Catherine Helstone's brother, Laon, has disappeared in Arcadia, legendary land of the magical fae. Desperate for news of him, she makes the perilous journey, but once there, she finds herself alone and isolated in the sinister house of Gethsemane. At last there comes news: her beloved brother is riding to be reunited with her soon - but the Queen of the Fae and her insane court are hard on his heels.
I have to admit when this book first came to my attention I wasn't sure that I would enjoy it. I'm not a huge fan of non-humorous Victorian books and I've recently been drawn more to science fiction, so I did not immediately jump on the book. Instead I picked it up when it was on sale. As it turned out, I mostly enjoyed Under the Pendulum Sun, but "weird" is certainly a primary descriptor for it.

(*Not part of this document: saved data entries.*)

mod common;

use assert_matches::assert_matches;
use common::TestApp;
use po_upload_api::{
    entities::{
        po_upload::PoUploadState,
        po_upload_line::{self, Entity as PoUploadLineEntity},
        sales_order::{self, Entity as SalesOrderEntity, SalesOrderState},
        sales_order_line::Entity as SalesOrderLineEntity,
    },
    errors::ServiceError,
};
use rust_decimal::Decimal;
use sea_orm::{
    ActiveModelTrait, ColumnTrait, EntityTrait, PaginatorTrait, QueryFilter, QueryOrder, Set,
};

async fn validated_upload(app: &TestApp, lines: Vec<(&str, Option<&str>)>) -> i64 {
    let inputs = lines
        .into_iter()
        .map(|(sku, buyer_order)| app.line(sku, buyer_order))
        .collect();
    let detail = app.upload_with(inputs).await;
    let report = app.service().validate(detail.upload.id).await.unwrap();
    assert_eq!(report.state, PoUploadState::Validated);
    detail.upload.id
}

#[tokio::test]
async fn one_quotation_per_buyer_order() {
    let app = TestApp::new().await;
    app.catalog_item("A1", Decimal::from(10)).await;
    app.catalog_item("B2", Decimal::from(20)).await;
    let upload_id =
        validated_upload(&app, vec![("A1", Some("B1")), ("B2", Some("B1")), ("A1", Some("B2"))])
            .await;

    let summary = app.service().confirm(upload_id).await.unwrap();

    assert_eq!(summary.state, PoUploadState::Confirm);
    assert_eq!(summary.quotations.len(), 2);
    assert_eq!(summary.quotations[0].buyer_order_no.as_deref(), Some("B1"));
    assert_eq!(summary.quotations[0].line_count, 2);
    assert_eq!(summary.quotations[1].buyer_order_no.as_deref(), Some("B2"));
    assert_eq!(summary.quotations[1].line_count, 1);
    assert!(summary.skipped_skus.is_empty());

    let orders = SalesOrderEntity::find()
        .order_by_asc(sales_order::Column::Id)
        .all(app.db())
        .await
        .unwrap();
    assert_eq!(orders.len(), 2);
    assert_eq!(orders[0].name, "S00001");
    assert_eq!(orders[1].name, "S00002");
    for order in &orders {
        assert_eq!(order.state, SalesOrderState::Draft);
        assert_eq!(order.partner_id, app.partners.customer_id);
        assert_eq!(order.vendor_id, Some(app.partners.vendor_id));
        assert_eq!(order.origin.as_deref(), Some("PO-REF-1"));
        assert_eq!(order.po_upload_no.as_deref(), Some("POU/00001"));
    }
}

#[tokio::test]
async fn quotation_lines_take_price_and_quantity() {
    let app = TestApp::new().await;
    let (_, variant_id) = app.catalog_item("A1", Decimal::from(15)).await;
    let upload_id = validated_upload(&app, vec![("A1", Some("X"))]).await;

    app.service().confirm(upload_id).await.unwrap();

    let lines = SalesOrderLineEntity::find().all(app.db()).await.unwrap();
    assert_eq!(lines.len(), 1);
    assert_eq!(lines[0].product_variant_id, variant_id);
    assert_eq!(lines[0].product_uom_qty, Decimal::from(2));
    assert_eq!(lines[0].price_unit, Decimal::from(15));
}

#[tokio::test]
async fn line_without_quantity_is_quoted_as_one() {
    let app = TestApp::new().await;
    app.catalog_item("A1", Decimal::from(10)).await;
    let upload_id = validated_upload(&app, vec![("A1", Some("X"))]).await;

    let line = PoUploadLineEntity::find()
        .filter(po_upload_line::Column::UploadId.eq(upload_id))
        .one(app.db())
        .await
        .unwrap()
        .unwrap();
    let mut line: po_upload_line::ActiveModel = line.into();
    line.quantity = Set(None);
    line.update(app.db()).await.unwrap();

    app.service().confirm(upload_id).await.unwrap();

    let lines = SalesOrderLineEntity::find().all(app.db()).await.unwrap();
    assert_eq!(lines.len(), 1);
    assert_eq!(lines[0].product_uom_qty, Decimal::ONE);
}

#[tokio::test]
async fn lines_without_buyer_order_share_one_quotation() {
    let app = TestApp::new().await;
    app.catalog_item("A1", Decimal::from(10)).await;
    let upload_id =
        validated_upload(&app, vec![("A1", None), ("A1", Some("B1")), ("A1", Some(" "))]).await;

    let summary = app.service().confirm(upload_id).await.unwrap();

    assert_eq!(summary.quotations.len(), 2);
    assert_eq!(summary.quotations[0].buyer_order_no, None);
    assert_eq!(summary.quotations[0].line_count, 2);
    assert_eq!(summary.quotations[1].buyer_order_no.as_deref(), Some("B1"));
}

#[tokio::test]
async fn confirmed_lines_link_to_their_quotation() {
    let app = TestApp::new().await;
    app.catalog_item("A1", Decimal::from(10)).await;
    app.catalog_item("B2", Decimal::from(10)).await;
    let upload_id = validated_upload(&app, vec![("A1", Some("X")), ("B2", Some("Y"))]).await;

    let summary = app.service().confirm(upload_id).await.unwrap();

    let lines = PoUploadLineEntity::find()
        .filter(po_upload_line::Column::UploadId.eq(upload_id))
        .order_by_asc(po_upload_line::Column::Id)
        .all(app.db())
        .await
        .unwrap();
    assert_eq!(lines[0].sales_order_id, Some(summary.quotations[0].id));
    assert_eq!(lines[1].sales_order_id, Some(summary.quotations[1].id));
}

#[tokio::test]
async fn sku_removed_from_catalog_is_skipped() {
    let app = TestApp::new().await;
    let (template_id, _) = app.catalog_item("A1", Decimal::from(10)).await;
    app.catalog_item("B2", Decimal::from(10)).await;
    let upload_id = validated_upload(&app, vec![("A1", Some("X")), ("B2", Some("X"))]).await;

    po_upload_api::entities::product_template::Entity::delete_by_id(template_id)
        .exec(app.db())
        .await
        .unwrap();

    let summary = app.service().confirm(upload_id).await.unwrap();

    assert_eq!(summary.quotations.len(), 1);
    assert_eq!(summary.quotations[0].line_count, 1);
    assert_eq!(summary.skipped_skus, vec!["A1".to_string()]);

    let unlinked = PoUploadLineEntity::find()
        .filter(po_upload_line::Column::UploadId.eq(upload_id))
        .filter(po_upload_line::Column::SalesOrderId.is_null())
        .count(app.db())
        .await
        .unwrap();
    assert_eq!(unlinked, 1);
}

#[tokio::test]
async fn only_validated_uploads_confirm() {
    let app = TestApp::new().await;
    let detail = app.upload_with(vec![app.line("UNKNOWN", Some("X"))]).await;
    app.service().validate(detail.upload.id).await.unwrap();

    assert_matches!(
        app.service().confirm(detail.upload.id).await,
        Err(ServiceError::InvalidOperation(_))
    );

    let after = app.service().get_upload(detail.upload.id).await.unwrap();
    assert_eq!(after.upload.state, PoUploadState::New);
    assert!(after.lines.iter().all(|line| line.sales_order_id.is_none()));
    assert_eq!(SalesOrderEntity::find().count(app.db()).await.unwrap(), 0);
}

#[tokio::test]
async fn confirming_twice_is_refused() {
    let app = TestApp::new().await;
    app.catalog_item("A1", Decimal::from(10)).await;
    let upload_id = validated_upload(&app, vec![("A1", Some("X"))]).await;

    app.service().confirm(upload_id).await.unwrap();
    assert_matches!(
        app.service().confirm(upload_id).await,
        Err(ServiceError::InvalidOperation(_))
    );
    assert_eq!(SalesOrderEntity::find().count(app.db()).await.unwrap(), 1);
}

#[tokio::test]
async fn template_without_variant_rolls_back() {
    let app = TestApp::new().await;
    app.catalog_item("A1", Decimal::from(10)).await;
    app.catalog_template("HOLLOW", Decimal::from(10)).await;
    let upload_id = validated_upload(&app, vec![("A1", Some("X")), ("HOLLOW", Some("Y"))]).await;

    assert_matches!(
        app.service().confirm(upload_id).await,
        Err(ServiceError::NotFound(_))
    );

    let after = app.service().get_upload(upload_id).await.unwrap();
    assert_eq!(after.upload.state, PoUploadState::Validated);
    assert!(after.lines.iter().all(|line| line.sales_order_id.is_none()));
    assert_eq!(SalesOrderEntity::find().count(app.db()).await.unwrap(), 0);
}

#[tokio::test]
async fn quotations_are_listed_per_upload() {
    let app = TestApp::new().await;
    app.catalog_item("A1", Decimal::from(10)).await;
    let upload_id = validated_upload(&app, vec![("A1", Some("X")), ("A1", Some("X"))]).await;
    app.service().confirm(upload_id).await.unwrap();

    let quotations = app.service().quotations_for_upload(upload_id).await.unwrap();

    assert_eq!(quotations.len(), 1);
    assert_eq!(quotations[0].order.buyer_order_no.as_deref(), Some("X"));
    assert_eq!(quotations[0].lines.len(), 2);
}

The story follows Catherine, who convinces the mission organisation that sent her brother as a missionary to Arcadia, the land of the fae, to send her after him when he hasn't been heard from for a while. We follow Catherine as she makes the journey to Arcadia (which requires getting lost along the way — and, to my amusement, is a land discovered by Captain James Cook, who also died there — and the weirdness she finds there. I particularly liked the titular pendulum sun: the sun in Arcadia is not the ordinary Earthly sun but rather a lantern on a pendulum that swings back and forth across the land. Distance isn't measured in the time taken to complete a journey, but rather the number of revelations or childhood memories one experiences along the way. And of course, the fae are not terribly nice people, but this last assertion is hardly unique.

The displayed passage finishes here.